The ISATAP client contacts the ISATAP server using a DNS query for isatap.company.com. In a Windows DNS server environment, you may need to unblock queries for ISATAP, as they are blocked by default in Windows Server 2008 and Windows Server 2008 R2 (and later versions of Windows 2003). After resolving the name of the ISATAP server, the ISATAP server is able to provide the client an IPv6 prefix (similar to a network ID in IPv4), and the host ID is based on the IPv4 address of the client. This combination of prefix and host ID (the prefix is always 64 bits and the host ID is always 64 bits)creates a native IPv6 address that can be used by IPv6 clients and servers to communicate with client and server applications that are written to support IPv6.
This ISATAP address is assigned to the ISATAP tunnel adapter on the system.
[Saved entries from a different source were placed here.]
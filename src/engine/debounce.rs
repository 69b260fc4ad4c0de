//! Debounced filter commit state machine
//!
//! ```text
//!          edit                 quiet window elapsed          success
//! Idle ──────────▶ Pending ───────────────────────▶ Committing ───────▶ Idle
//!   ▲                 │ ▲ edit (deadline moves)          │
//!   │                 └─┘                                │ failure
//!   │  external change (any state)                       ▼
//!   └──────────────────────────────────────────── CommitFailed
//! ```
//!
//! The machine holds no timers. Callers pass the current time in, which
//! keeps ordering deterministic and lets tests drive it with a paused clock.

use crate::core::filter::FilterBy;
use std::time::Duration;
use tokio::time::Instant;

/// Where the debouncer is in its commit cycle
#[derive(Debug, Clone, Copy, PartialEq, Eq)]
pub enum DebounceState {
    /// Draft equals the committed filter, or nothing is scheduled
    Idle,
    /// Draft differs; commit when `deadline` passes without further edits
    Pending { deadline: Instant },
    /// Draft handed out for commit, result not yet known
    Committing,
    /// Last commit failed; the draft is kept, the committed filter unchanged
    CommitFailed,
}

#[derive(Debug, Clone)]
pub struct FilterDebouncer {
    committed: FilterBy,
    draft: FilterBy,
    state: DebounceState,
    quiet: Duration,
}

impl FilterDebouncer {
    pub fn new(committed: FilterBy, quiet: Duration) -> Self {
        Self {
            draft: committed.clone(),
            committed,
            state: DebounceState::Idle,
            quiet,
        }
    }

    /// What the filter form shows
    pub fn draft(&self) -> &FilterBy {
        &self.draft
    }

    /// Last filter known to be committed to the engine
    pub fn committed(&self) -> &FilterBy {
        &self.committed
    }

    pub fn state(&self) -> DebounceState {
        self.state
    }

    pub fn quiet(&self) -> Duration {
        self.quiet
    }

    /// Record a user edit. The draft changes immediately; the commit is
    /// pushed back to `now + quiet`.
    pub fn edit(&mut self, draft: FilterBy, now: Instant) {
        self.draft = draft;
        self.state = DebounceState::Pending {
            deadline: now + self.quiet,
        };
    }

    /// When the next commit is due, if one is scheduled
    pub fn deadline(&self) -> Option<Instant> {
        match self.state {
            DebounceState::Pending { deadline } => Some(deadline),
            _ => None,
        }
    }

    /// Take the draft for commit once the quiet window has elapsed.
    ///
    /// A draft that ended up equal to the committed filter is settled
    /// without a commit.
    pub fn poll(&mut self, now: Instant) -> Option<FilterBy> {
        match self.state {
            DebounceState::Pending { deadline } if now >= deadline => {
                if self.draft == self.committed {
                    self.state = DebounceState::Idle;
                    None
                } else {
                    self.state = DebounceState::Committing;
                    Some(self.draft.clone())
                }
            }
            _ => None,
        }
    }

    /// The engine accepted `filter`. Edits made meanwhile stay pending.
    pub fn commit_succeeded(&mut self, filter: FilterBy) {
        self.committed = filter;
        if self.state == DebounceState::Committing {
            self.state = DebounceState::Idle;
        }
    }

    /// The commit failed; keep the draft so the user can retry by editing
    pub fn commit_failed(&mut self) {
        if self.state == DebounceState::Committing {
            self.state = DebounceState::CommitFailed;
        }
    }

    /// The commit was superseded by a newer reload before it resolved
    pub fn commit_discarded(&mut self) {
        if self.state == DebounceState::Committing {
            self.state = DebounceState::Idle;
        }
    }

    /// The committed filter changed from outside (e.g. a sort-column click).
    /// Resynchronizes the draft immediately, dropping any pending edit.
    /// Returns `false` when `committed` is the filter already known.
    pub fn external_change(&mut self, committed: FilterBy) -> bool {
        if committed == self.committed {
            return false;
        }
        self.draft = committed.clone();
        self.committed = committed;
        self.state = DebounceState::Idle;
        true
    }
}

#[cfg(test)]
mod tests {
    use super::*;
    use crate::core::filter::{SortBy, SortDir};

    const QUIET: Duration = Duration::from_millis(300);

    fn ms(n: u64) -> Duration {
        Duration::from_millis(n)
    }

    #[test]
    fn test_rapid_edits_collapse_into_one_commit() {
        let start = Instant::now();
        let mut debouncer = FilterDebouncer::new(FilterBy::default(), QUIET);

        let mut commits = Vec::new();
        for (i, txt) in ["b", "be", "bea", "bear", "bears"].iter().enumerate() {
            let now = start + ms(50 * i as u64);
            debouncer.edit(FilterBy::default().with_txt(*txt), now);
            assert_eq!(debouncer.draft().txt, *txt);
            commits.extend(debouncer.poll(now));
        }
        assert!(commits.is_empty());

        // Quiet window is measured from the last edit (t = 200ms)
        assert!(debouncer.poll(start + ms(450)).is_none());
        commits.extend(debouncer.poll(start + ms(500)));
        assert_eq!(commits.len(), 1);
        assert_eq!(commits[0].txt, "bears");
        assert_eq!(debouncer.state(), DebounceState::Committing);
        assert!(debouncer.poll(start + ms(900)).is_none());
    }

    #[test]
    fn test_success_commits_draft() {
        let start = Instant::now();
        let mut debouncer = FilterDebouncer::new(FilterBy::default(), QUIET);
        debouncer.edit(FilterBy::default().with_txt("car"), start);
        let filter = debouncer.poll(start + QUIET).unwrap();

        debouncer.commit_succeeded(filter.clone());
        assert_eq!(debouncer.state(), DebounceState::Idle);
        assert_eq!(debouncer.committed(), &filter);
    }

    #[test]
    fn test_failure_keeps_draft_and_committed() {
        let start = Instant::now();
        let mut debouncer = FilterDebouncer::new(FilterBy::default(), QUIET);
        debouncer.edit(FilterBy::default().with_txt("car"), start);
        debouncer.poll(start + QUIET).unwrap();

        debouncer.commit_failed();
        assert_eq!(debouncer.state(), DebounceState::CommitFailed);
        assert_eq!(debouncer.draft().txt, "car");
        assert_eq!(debouncer.committed(), &FilterBy::default());

        // Editing again schedules a fresh commit
        debouncer.edit(FilterBy::default().with_txt("cars"), start + ms(1000));
        assert_eq!(debouncer.deadline(), Some(start + ms(1300)));
    }

    #[test]
    fn test_edit_during_commit_stays_pending() {
        let start = Instant::now();
        let mut debouncer = FilterDebouncer::new(FilterBy::default(), QUIET);
        debouncer.edit(FilterBy::default().with_txt("a"), start);
        let first = debouncer.poll(start + QUIET).unwrap();

        debouncer.edit(FilterBy::default().with_txt("ab"), start + ms(310));
        debouncer.commit_succeeded(first);
        assert!(matches!(debouncer.state(), DebounceState::Pending { .. }));
        assert_eq!(
            debouncer.poll(start + ms(610)).map(|f| f.txt),
            Some("ab".to_string())
        );
    }

    #[test]
    fn test_reverted_draft_does_not_commit() {
        let start = Instant::now();
        let mut debouncer = FilterDebouncer::new(FilterBy::default(), QUIET);
        debouncer.edit(FilterBy::default().with_txt("x"), start);
        debouncer.edit(FilterBy::default(), start + ms(100));
        assert!(debouncer.poll(start + ms(400)).is_none());
        assert_eq!(debouncer.state(), DebounceState::Idle);
    }

    #[test]
    fn test_external_change_resyncs_immediately() {
        let start = Instant::now();
        let mut debouncer = FilterDebouncer::new(FilterBy::default(), QUIET);
        debouncer.edit(FilterBy::default().with_txt("half typed"), start);

        let sorted = FilterBy::default().with_sort(SortBy::Price, SortDir::Desc);
        assert!(debouncer.external_change(sorted.clone()));
        assert_eq!(debouncer.draft(), &sorted);
        assert_eq!(debouncer.state(), DebounceState::Idle);
        assert!(debouncer.poll(start + ms(1000)).is_none());

        // Seeing the same committed filter again is not a change
        assert!(!debouncer.external_change(sorted));
    }

    #[test]
    fn test_discarded_commit_returns_to_idle() {
        let start = Instant::now();
        let mut debouncer = FilterDebouncer::new(FilterBy::default(), QUIET);
        debouncer.edit(FilterBy::default().with_txt("x"), start);
        debouncer.poll(start + QUIET).unwrap();
        debouncer.commit_discarded();
        assert_eq!(debouncer.state(), DebounceState::Idle);
        assert_eq!(debouncer.committed(), &FilterBy::default());
    }
}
When the ISATAP host want to connect to another ISATAP host, the communications are routed based on the IPv4 addresses of the source and destination, using the IPv4 header that encapsulates the communication. When the IPv4 packet reaches its destination, the IPv4 header is removed, and the IPv6 communication is exposed.
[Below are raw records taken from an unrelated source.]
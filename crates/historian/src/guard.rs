//! Per-channel mutual exclusion.

use std::sync::{Mutex, MutexGuard};

/// Serializes compound operations on one channel.
///
/// The guard is held across the entry store mutation and the ledger append
/// of a single operation, so no other caller of the same channel can observe
/// one without the other. A poisoned guard is recovered: the protected state
/// lives in the stores, not behind the mutex.
#[derive(Debug, Default)]
pub struct ChannelGuard {
    inner: Mutex<()>,
}

impl ChannelGuard {
    /// Creates an unlocked guard.
    pub fn new() -> Self {
        Self::default()
    }

    /// Blocks until the guard is free and returns the held scope.
    pub fn lock(&self) -> MutexGuard<'_, ()> {
        self.inner.lock().unwrap_or_else(|err| err.into_inner())
    }
}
What’s interesting is that if you have a single ISATAP server on your network, it will seem from an IPv6 point of view that you have a single hop network, in spite of the fact that the IPv4 header that encapsulates that communication might see 5 hops.
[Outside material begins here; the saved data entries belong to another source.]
//! Persistence backends for the entry store and the modification ledger.
//!
//! Both stores are partitioned by [`ChannelId`]. Two implementations ship
//! with the crate:
//!
//! - [`MemoryEntryStore`] / [`MemoryLedger`]: process-local `BTreeMap`s.
//! - [`FileEntryStore`] / [`FileLedger`]: a checksummed segment
//!   [`journal`] replayed into an in-memory index on open.
//!
//! # Write path
//!
//! The file backends follow the journal-first contract:
//! ```text
//! mutation → journal append → sync → index update → Ack
//! ```

pub mod file;
pub mod journal;
pub mod memory;

pub use file::{FileEntryStore, FileLedger};
pub use journal::{Journal, JournalConfig, JournalEntry, SyncMode};
pub use memory::{MemoryEntryStore, MemoryLedger};

use crate::error::Result;
use crate::range::TimeRange;
use crate::types::{ChannelId, LedgerRecord, Timestamp, ValueRecord};

/// A finite, ordered snapshot produced by a store scan.
///
/// Each call to `scan` produces a fresh sequence; no cursor state is kept.
pub type Scan<T> = std::vec::IntoIter<T>;

/// Keyed store of historized values, `(channel, timestamp) → ValueRecord`.
pub trait EntryStore: Send + Sync {
    /// Returns true if an entry exists at `timestamp`.
    fn exists(&self, channel: &ChannelId, timestamp: Timestamp) -> Result<bool>;

    /// Returns the entry at `timestamp`, if any.
    fn get(&self, channel: &ChannelId, timestamp: Timestamp) -> Result<Option<ValueRecord>>;

    /// Inserts a new entry.
    ///
    /// # Errors
    ///
    /// Returns `HistoryError::EntryExists` if the timestamp is taken.
    fn insert(&self, channel: &ChannelId, record: &ValueRecord) -> Result<()>;

    /// Replaces value and status of the entry at `record.timestamp`.
    ///
    /// # Errors
    ///
    /// Returns `HistoryError::NoEntry` if no entry exists at the timestamp.
    fn update(&self, channel: &ChannelId, record: &ValueRecord) -> Result<()>;

    /// Deletes the entry at `timestamp`.
    ///
    /// # Errors
    ///
    /// Returns `HistoryError::NoEntry` if no entry exists at the timestamp.
    fn delete(&self, channel: &ChannelId, timestamp: Timestamp) -> Result<()>;

    /// Deletes every entry inside `range` and returns how many were removed.
    fn delete_range(&self, channel: &ChannelId, range: &TimeRange) -> Result<usize>;

    /// Returns the entries inside `range`, ascending by timestamp.
    fn scan(&self, channel: &ChannelId, range: &TimeRange) -> Result<Scan<ValueRecord>>;
}

/// Append-only audit trail of entry store mutations.
pub trait LedgerStore: Send + Sync {
    /// Appends a record. Records are never modified after this call.
    fn append(&self, channel: &ChannelId, record: &LedgerRecord) -> Result<()>;

    /// Returns the records whose entry timestamp lies inside `range`,
    /// ordered by entry timestamp, then append order.
    fn scan(&self, channel: &ChannelId, range: &TimeRange) -> Result<Scan<LedgerRecord>>;
}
ISATAP assigns “real” IPv6 addresses that can be used by IPv6 applications right now. Even if you do not have a “native” IPv6 infrastructure (with IPv6 routers, DNS, DHCP, and client/server applications), you can still roll out IPv6 applications on your network today because ISATAP makes this possible for you. In a DirectAccess deployment, the DirectAccess server can and often does act as your ISATAP router. ISATAP makes it easy to deploy DirectAccess because it removes much of the complexity inherent in a native IPv6 infrastructure and allows you to use DirectAccess in an environment where you have IPv6 aware operating systems, network stacks, and client/server applications.
Figure 1
6to4
There is a lot of talk about running out of IPv4 addresses. I read recently that predictions for us to run out of these address will happen in the next couple of years. Then measures will need to be taken to reclaim the multitude of unused addresses and redistribute addresses that are currently in use. The fact is that it is not only computers that need IP addresses anymore. Phones, PDAs, MP3 players, and any manner of device can be network enabled – this is causing an explosion of devices that need to be connected to the Internet. While NAT has been a solution to the address problem up to now, NAT introduces problems that make it difficult to work with for an increasing number of applications. IPv6 will provide about 3.4×10^38 addresses, which should be more than enough until they come out with IPv7.
However, until the Internet routing infrastructure updates to IPv6, we are all still working with an IPv4 Internet. In order for the DirectAccess client to work over an IPv4 Internet, we’re going to need to use some method of encapsulating the IPv6 packets in an IPv4 header so that it can be routed over the Internet.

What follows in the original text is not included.